Un caso significativo riguardante la bocciatura di uno studente con plusdotazione cognitiva è stato recentemente esaminato dal TAR, che ha dato ragione al giovane, ribaltando la decisione scolastica. Lo studente, definito “troppo intelligente”, era stato respinto a causa di comportamenti non conformi alle aspettative educative tradizionali. L’avvocato che ha difeso il ragazzo ha sottolineato come il sistema scolastico non avesse fornito le opportune metodologie didattiche personalizzate, necessarie per gestire al meglio le peculiarità di uno studente gifted.

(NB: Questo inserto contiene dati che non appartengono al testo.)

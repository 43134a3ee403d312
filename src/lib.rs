//! Generation of element tensor kernels for multilinear variational forms.
//!
//! The crate covers two stages of a form compiler backend:
//!
//! - [`transform`] resolves monomials (products of basis functions, coefficients and their
//!   derivatives) into their reference cell representation, inserting Jacobian and Piola
//!   factors and classifying every summation index,
//! - [`codegen`] generates the body of an element kernel from a factorized integrand
//!   ([`ir`]), hoisting quadrature-invariant computations out of the quadrature loop.
//!
//! Target languages are provided by [`backend`].
pub mod backend;
pub mod codegen;
pub mod element;
pub mod error;
pub mod index;
pub mod ir;
pub mod monomial;
pub mod quadrature;
pub mod transform;

pub extern crate formgen_quadrature;
pub extern crate nalgebra;
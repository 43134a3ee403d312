use std::collections::BTreeSet;

use log::{debug, warn};
use rustc_hash::FxHashMap;

use crate::codegen::{ArrayDecl, Backend, GeneratorOptions};
use crate::error::CodegenError;
use crate::ir::{ExprIr, IntegralIr, NodeId, Partition};
use crate::monomial::IntegralType;

/// The generated kernel body.
#[derive(Debug)]
pub struct GeneratedIntegral<S> {
    pub body: S,
    /// Names of the operators the body uses, see [`Operator::name`](crate::ir::Operator::name).
    pub used_operators: BTreeSet<&'static str>,
}

/// Generates the body of an element kernel for a single integral.
///
/// A generator is consumed by [`generate`](Self::generate), so every integral is generated
/// with fresh state.
#[derive(Debug)]
pub struct IntegralGenerator<'a, B: Backend> {
    pub(super) ir: &'a IntegralIr,
    pub(super) backend: &'a B,
    pub(super) options: GeneratorOptions,
    /// Accesses of the nodes computed so far for the current quadrature point count.
    pub(super) accesses: FxHashMap<NodeId, B::Expr>,
    pub(super) used_operators: BTreeSet<&'static str>,
}

impl<'a, B: Backend> IntegralGenerator<'a, B> {
    pub fn new(ir: &'a IntegralIr, backend: &'a B) -> Self {
        Self {
            ir,
            backend,
            options: GeneratorOptions::default(),
            accesses: FxHashMap::default(),
            used_operators: BTreeSet::new(),
        }
    }

    pub fn with_options(self, options: GeneratorOptions) -> Self {
        Self { options, ..self }
    }

    pub fn generate(mut self) -> Result<GeneratedIntegral<B::Stmt>, CodegenError> {
        let lang = self.backend;
        // Expressions are evaluated at points rather than integrated
        if self.ir.integral_type == IntegralType::Expression {
            return Err(CodegenError::UnsupportedIntegralKind(self.ir.integral_type));
        }
        for expr_ir in self.ir.expr_irs.values() {
            expr_ir.validate()?;
        }

        let mut parts = Vec::new();
        parts.extend(self.generate_quadrature_tables()?);
        parts.extend(self.generate_element_tables());
        parts.extend(self.generate_tensor_reset());

        let all_num_points: Vec<usize> = self.ir.expr_irs.keys().copied().collect();
        for &num_points in &all_num_points {
            debug!(
                "Generating {} integral code for {num_points} quadrature point(s)",
                self.ir.integral_type
            );
            self.accesses.clear();

            let mut body = Vec::new();
            body.extend(self.generate_unstructured_partition(num_points, Partition::Piecewise)?);
            body.extend(self.generate_dofblock_partition(num_points, Partition::Piecewise)?);
            body.extend(self.generate_quadrature_loops(num_points)?);

            if all_num_points.len() > 1 {
                parts.push(lang.scope(body));
            } else {
                parts.extend(body);
            }
        }

        Ok(GeneratedIntegral {
            body: lang.statement_list(parts),
            used_operators: self.used_operators,
        })
    }

    pub(super) fn expr_ir(&self, num_points: usize) -> Result<&'a ExprIr, CodegenError> {
        self.ir.expr_irs.get(&num_points).ok_or_else(|| {
            CodegenError::MalformedIr(format!("no expression IR for {num_points} quadrature point(s)"))
        })
    }

    fn generate_quadrature_tables(&self) -> Result<Vec<B::Stmt>, CodegenError> {
        let lang = self.backend;
        let integral_type = self.ir.integral_type;
        if !integral_type.has_static_quadrature() {
            return Ok(Vec::new());
        }

        for &num_points in self.ir.expr_irs.keys() {
            if !self.ir.quadrature_rules.contains_key(&num_points) {
                return Err(CodegenError::MissingQuadratureRule { num_points });
            }
        }

        let mut parts = Vec::new();
        for (&num_points, rule) in &self.ir.quadrature_rules {
            if rule.num_points() != num_points {
                return Err(CodegenError::MalformedIr(format!(
                    "quadrature rule registered for {num_points} point(s) has {} point(s)",
                    rule.num_points()
                )));
            }
            let Some(expr_ir) = self.ir.expr_irs.get(&num_points) else {
                warn!("Quadrature rule with {num_points} point(s) is not used by any integrand");
                continue;
            };

            if expr_ir.need_weights {
                let decl = ArrayDecl::table(
                    lang.weights_array_name(num_points),
                    vec![num_points],
                    rule.weights().to_vec(),
                );
                parts.push(lang.array_decl(decl.with_alignas(self.options.alignas)));
            }

            let pdim = rule.dim();
            if pdim > 0 && expr_ir.need_points {
                let decl = ArrayDecl::table(
                    lang.points_array_name(num_points),
                    vec![num_points * pdim],
                    rule.flattened_points(),
                );
                parts.push(lang.array_decl(decl.with_alignas(self.options.alignas)));
            }
        }

        Ok(lang.commented(&["Section for quadrature weights and points"], parts))
    }

    fn generate_element_tables(&self) -> Vec<B::Stmt> {
        let lang = self.backend;
        let mut parts = Vec::new();
        for (&num_points, expr_ir) in &self.ir.expr_irs {
            let tables = &expr_ir.unique_tables;
            if tables.is_empty() {
                continue;
            }
            parts.push(lang.comment(&format!(
                "Definitions of {} tables for {num_points} quadrature points",
                tables.len()
            )));
            for (name, table) in tables {
                let decl = ArrayDecl::table(name.clone(), table.shape().to_vec(), table.values().to_vec());
                parts.push(lang.array_decl(decl.with_alignas(self.options.alignas)));
            }
        }
        lang.commented(
            &[
                "Section for precomputed element basis function values",
                "Table dimensions: num_entities, num_points, num_dofs",
            ],
            parts,
        )
    }

    fn generate_tensor_reset(&self) -> Vec<B::Stmt> {
        let lang = self.backend;
        let tensor = lang.element_tensor();
        let size = self.ir.tensor_size();

        let reset = if size == 1 {
            lang.assign(lang.array_access(tensor, vec![lang.literal_int(0)]), lang.literal_float(0.0))
        } else {
            lang.zero_fill(tensor, size)
        };
        vec![lang.comment("Reset element tensor"), reset]
    }

    fn generate_quadrature_loops(&mut self, num_points: usize) -> Result<Vec<B::Stmt>, CodegenError> {
        let lang = self.backend;

        let setup = self.generate_unstructured_partition(num_points, Partition::Varying)?;
        let setup_comment = format!("Quadrature loop body setup (num_points={num_points})");
        let mut body = lang.commented(&[setup_comment.as_str()], setup);
        body.extend(self.generate_dofblock_partition(num_points, Partition::Varying)?);

        let parts = if body.is_empty() {
            Vec::new()
        } else if num_points == 1 {
            lang.commented(&["Only 1 quadrature point, no loop"], vec![lang.scope(body)])
        } else {
            let iq = lang.quadrature_loop_index(num_points);
            vec![lang.for_range(iq, 0, num_points, body)]
        };
        Ok(parts)
    }
}

/// Generates the kernel body of an integral with the given backend.
pub fn generate_integral<B: Backend>(
    ir: &IntegralIr,
    backend: &B,
    options: GeneratorOptions,
) -> Result<GeneratedIntegral<B::Stmt>, CodegenError> {
    IntegralGenerator::new(ir, backend)
        .with_options(options)
        .generate()
}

Il TAR ha ribadito che la scuola ha il dovere di adottare approcci individualizzati per supportare il pieno sviluppo delle potenzialità degli studenti plusdotati, evitando che queste caratteristiche diventino motivo di esclusione o fallimento. Tra i punti centrali della sentenza emerge la necessità di una formazione specifica per i docenti, che devono essere preparati a riconoscere e affrontare le esigenze uniche di questi studenti, con l’obiettivo di garantire inclusività e successo scolastico.
L’episodio sottolinea l’importanza di un approccio pedagogico flessibile e aggiornato, capace di riconoscere la neurodiversità come risorsa, non come problematica. Gli studenti gifted, infatti, hanno il diritto di beneficiare di metodologie didattiche innovative e personalizzate, che permettano loro di crescere accademicamente ed emotivamente, senza rischiare di essere penalizzati per la loro capacità cognitiva superiore.